··· SUPPLIED MATERIAL

pub mod dto;
pub mod handlers;
pub mod openapi;
pub mod response;
pub mod router;

#[cfg(test)]
mod tests {
    use std::sync::Arc;

    use axum::body::Body;
    use axum::http::{Request, StatusCode};
    use chrono::Utc;
    use tower::ServiceExt;

    use crate::api::routes::create_router;
    use crate::api::state::AppState;
    use crate::config::{
        AiConfig, Config, DatabaseConfig, SchedulerConfig, SearchConfig, ServerConfig,
    };
    use crate::db::DatabaseBackend;
    use crate::models::BriefingStatus;

    async fn test_state() -> AppState {
        let config = Config {
            server: ServerConfig {
                host: "127.0.0.1".to_string(),
                port: 3000,
            },
            database: DatabaseConfig {
                url: ":memory:".to_string(),
                auth_token: None,
                local_path: None,
            },
            search: SearchConfig {
                tavily_api_key: None,
                tavily_base_url: "http://127.0.0.1:1".to_string(),
                hackernews_base_url: "http://127.0.0.1:1".to_string(),
                devto_base_url: "http://127.0.0.1:1".to_string(),
                max_results_per_query: 3,
                fallback_limit: 15,
                timeout_secs: 1,
            },
            ai: AiConfig {
                anthropic_api_key: Some("sk-ant-test".to_string()),
                anthropic_base_url: "http://127.0.0.1:1".to_string(),
                anthropic_model: "claude-sonnet-4-5".to_string(),
                gemini_api_key: None,
                gemini_base_url: "http://127.0.0.1:1".to_string(),
                gemini_model: "gemini-2.5-flash".to_string(),
                max_tokens: 4096,
                timeout_secs: 1,
                language: "English".to_string(),
            },
            scheduler: SchedulerConfig {
                enabled: false,
                schedule: "07:00".to_string(),
                catchup_delay_secs: 0,
            },
        };

        let raw_db = crate::db::Database::new(&config.database).await.unwrap();
        let db_backend = crate::db::LibSqlBackend::new(raw_db);
        let db: Arc<dyn DatabaseBackend> = Arc::new(db_backend);

        let search = crate::search::SearchExecutor::new(&config.search).unwrap();
        let ai = crate::ai::AiGateway::from_config(&config.ai).unwrap();

        AppState::new(config, db, search, ai)
    }

    async fn body_json(response: axum::response::Response) -> serde_json::Value {
        let bytes = axum::body::to_bytes(response.into_body(), usize::MAX)
            .await
            .unwrap();
        serde_json::from_slice(&bytes).unwrap()
    }

    #[tokio::test]
    async fn health_reports_component_status() {
        let app = create_router(test_state().await);

        let response = app
            .oneshot(
                Request::builder()
                    .uri("/api/v1/health")
                    .body(Body::empty())
                    .unwrap(),
            )
            .await
            .unwrap();

        assert_eq!(response.status(), StatusCode::OK);
        let json = body_json(response).await;
        assert!(json.get("data").is_some(), "success should have 'data' key");
        assert!(
            json.get("error").is_none(),
            "success should NOT have 'error' key"
        );
        assert_eq!(json["data"]["status"], "ok");
        assert_eq!(json["data"]["database"]["status"], "ok");
        assert_eq!(json["data"]["search"]["provider"], "feeds");
        assert_eq!(
            json["data"]["ai"]["providers"],
            serde_json::json!(["claude"])
        );
        assert_eq!(json["data"]["scheduler"]["enabled"], false);
        assert_eq!(json["data"]["scheduler"]["schedule"], "07:00");
    }

    #[tokio::test]
    async fn openapi_json_is_valid() {
        let app = create_router(test_state().await);

        let response = app
            .oneshot(
                Request::builder()
                    .uri("/api/v1/openapi.json")
                    .body(Body::empty())
                    .unwrap(),
            )
            .await
            .unwrap();

        assert_eq!(response.status(), StatusCode::OK);
        let json = body_json(response).await;
        let version = json["openapi"]
            .as_str()
            .expect("openapi field should be a string");
        assert!(
            version.starts_with("3"),
            "OpenAPI version should start with 3, got: {version}"
        );
    }

    #[tokio::test]
    async fn profile_starts_empty() {
        let app = create_router(test_state().await);

        let response = app
            .oneshot(
                Request::builder()
                    .uri("/api/v1/profile")
                    .body(Body::empty())
                    .unwrap(),
            )
            .await
            .unwrap();

        assert_eq!(response.status(), StatusCode::OK);
        let json = body_json(response).await;
        assert_eq!(json["data"]["skills"], serde_json::json!([]));
        assert_eq!(json["data"]["technologies"], serde_json::json!([]));
        assert!(
            json["data"].get("name").is_none(),
            "unset name should be omitted"
        );
    }

    #[tokio::test]
    async fn profile_update_roundtrips() {
        let app = create_router(test_state().await);

        let response = app
            .clone()
            .oneshot(
                Request::builder()
                    .method("PUT")
                    .uri("/api/v1/profile")
                    .header("content-type", "application/json")
                    .body(Body::from(
                        r#"{"name":"Dana","skills":["Rust"],"technologies":["tokio"]}"#,
                    ))
                    .unwrap(),
            )
            .await
            .unwrap();

        assert_eq!(response.status(), StatusCode::OK);
        let json = body_json(response).await;
        assert_eq!(json["data"]["name"], "Dana");
        assert_eq!(json["data"]["skills"], serde_json::json!(["Rust"]));

        let response = app
            .oneshot(
                Request::builder()
                    .uri("/api/v1/profile")
                    .body(Body::empty())
                    .unwrap(),
            )
            .await
            .unwrap();

        let json = body_json(response).await;
        assert_eq!(json["data"]["technologies"], serde_json::json!(["tokio"]));
    }

    #[tokio::test]
    async fn profile_update_rejects_clearing_both_lists() {
        let app = create_router(test_state().await);

        let response = app
            .oneshot(
                Request::builder()
                    .method("PUT")
                    .uri("/api/v1/profile")
                    .header("content-type", "application/json")
                    .body(Body::from(r#"{"skills":[],"technologies":[]}"#))
                    .unwrap(),
            )
            .await
            .unwrap();

        assert_eq!(response.status(), StatusCode::BAD_REQUEST);
        let json = body_json(response).await;
        assert!(
            json.get("data").is_none(),
            "error response should NOT have 'data' key"
        );
        assert_eq!(json["error"]["code"], "invalid_request");
        assert_eq!(
            json["error"]["message"],
            "At least one skill or technology is required"
        );
    }

    #[tokio::test]
    async fn briefings_list_is_empty_initially() {
        let app = create_router(test_state().await);

        let response = app
            .oneshot(
                Request::builder()
                    .uri("/api/v1/briefings")
                    .body(Body::empty())
                    .unwrap(),
            )
            .await
            .unwrap();

        assert_eq!(response.status(), StatusCode::OK);
        let json = body_json(response).await;
        assert_eq!(json["data"]["briefings"], serde_json::json!([]));
        assert_eq!(json["data"]["limit"], 30);
        assert_eq!(json["data"]["offset"], 0);
        assert_eq!(json["meta"]["total"], 0);
    }

    #[tokio::test]
    async fn briefings_by_date_misses_with_404() {
        let app = create_router(test_state().await);

        let response = app
            .oneshot(
                Request::builder()
                    .uri("/api/v1/briefings?date=2025-01-01")
                    .body(Body::empty())
                    .unwrap(),
            )
            .await
            .unwrap();

        assert_eq!(response.status(), StatusCode::NOT_FOUND);
        let json = body_json(response).await;
        assert_eq!(json["error"]["code"], "not_found");
        assert_eq!(json["error"]["message"], "Briefing not found");
    }

    #[tokio::test]
    async fn briefings_latest_misses_with_404() {
        let app = create_router(test_state().await);

        let response = app
            .oneshot(
                Request::builder()
                    .uri("/api/v1/briefings?latest=true")
                    .body(Body::empty())
                    .unwrap(),
            )
            .await
            .unwrap();

        assert_eq!(response.status(), StatusCode::NOT_FOUND);
        let json = body_json(response).await;
        assert_eq!(json["error"]["message"], "No briefings found");
    }

    #[tokio::test]
    async fn briefings_by_date_returns_seeded_row() {
        let state = test_state().await;
        state
            .db
            .create_briefing("2025-03-10".parse().unwrap())
            .await
            .unwrap();
        let app = create_router(state);

        let response = app
            .oneshot(
                Request::builder()
                    .uri("/api/v1/briefings?date=2025-03-10")
                    .body(Body::empty())
                    .unwrap(),
            )
            .await
            .unwrap();

        assert_eq!(response.status(), StatusCode::OK);
        let json = body_json(response).await;
        assert_eq!(json["data"]["date"], "2025-03-10");
        assert_eq!(json["data"]["status"], "pending");
        assert!(
            json["data"].get("content").is_none(),
            "empty content should be omitted"
        );
    }

    #[tokio::test]
    async fn generate_without_profile_reports_failure() {
        let app = create_router(test_state().await);

        let response = app
            .oneshot(
                Request::builder()
                    .method("POST")
                    .uri("/api/v1/generate")
                    .body(Body::empty())
                    .unwrap(),
            )
            .await
            .unwrap();

        assert_eq!(response.status(), StatusCode::INTERNAL_SERVER_ERROR);
        let json = body_json(response).await;
        assert_eq!(json["error"]["code"], "generation_failed");
        assert_eq!(json["error"]["message"], "Profile not configured");
    }

    #[tokio::test]
    async fn generate_conflicts_with_completed_briefing() {
        let state = test_state().await;
        let today = Utc::now().date_naive();
        state.db.create_briefing(today).await.unwrap();
        state
            .db
            .update_briefing_status(today, BriefingStatus::Completed, None)
            .await
            .unwrap();
        let app = create_router(state);

        let response = app
            .oneshot(
                Request::builder()
                    .method("POST")
                    .uri("/api/v1/generate")
                    .body(Body::empty())
                    .unwrap(),
            )
            .await
            .unwrap();

        assert_eq!(response.status(), StatusCode::CONFLICT);
        let json = body_json(response).await;
        assert_eq!(json["error"]["code"], "conflict");
        assert_eq!(json["error"]["message"], "Briefing for today already exists");
    }

    #[tokio::test]
    async fn generate_with_unreachable_providers_records_failure() {
        let app = create_router(test_state().await);

        let response = app
            .clone()
            .oneshot(
                Request::builder()
                    .method("PUT")
                    .uri("/api/v1/profile")
                    .header("content-type", "application/json")
                    .body(Body::from(r#"{"skills":["Rust"],"technologies":["axum"]}"#))
                    .unwrap(),
            )
            .await
            .unwrap();
        assert_eq!(response.status(), StatusCode::OK);

        let response = app
            .clone()
            .oneshot(
                Request::builder()
                    .method("POST")
                    .uri("/api/v1/generate")
                    .body(Body::empty())
                    .unwrap(),
            )
            .await
            .unwrap();

        assert_eq!(response.status(), StatusCode::INTERNAL_SERVER_ERROR);
        let json = body_json(response).await;
        assert_eq!(json["error"]["code"], "generation_failed");
        let message = json["error"]["message"].as_str().unwrap();
        assert!(
            message.contains("All AI providers failed"),
            "unexpected failure message: {message}"
        );

        let today = Utc::now().date_naive();
        let response = app
            .oneshot(
                Request::builder()
                    .uri(format!("/api/v1/briefings?date={today}"))
                    .body(Body::empty())
                    .unwrap(),
            )
            .await
            .unwrap();

        let json = body_json(response).await;
        assert_eq!(json["data"]["status"], "failed");
        assert!(json["data"]["error"].is_string());
    }
}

······

Bring together all lines in the records where the word "technologies" is found.

        assert_eq!(json["data"]["technologies"], serde_json::json!([]));
                        r#"{"name":"Dana","skills":["Rust"],"technologies":["tokio"]}"#,
        assert_eq!(json["data"]["technologies"], serde_json::json!(["tokio"]));
                    .body(Body::from(r#"{"skills":[],"technologies":[]}"#))
                    .body(Body::from(r#"{"skills":["Rust"],"technologies":["axum"]}"#))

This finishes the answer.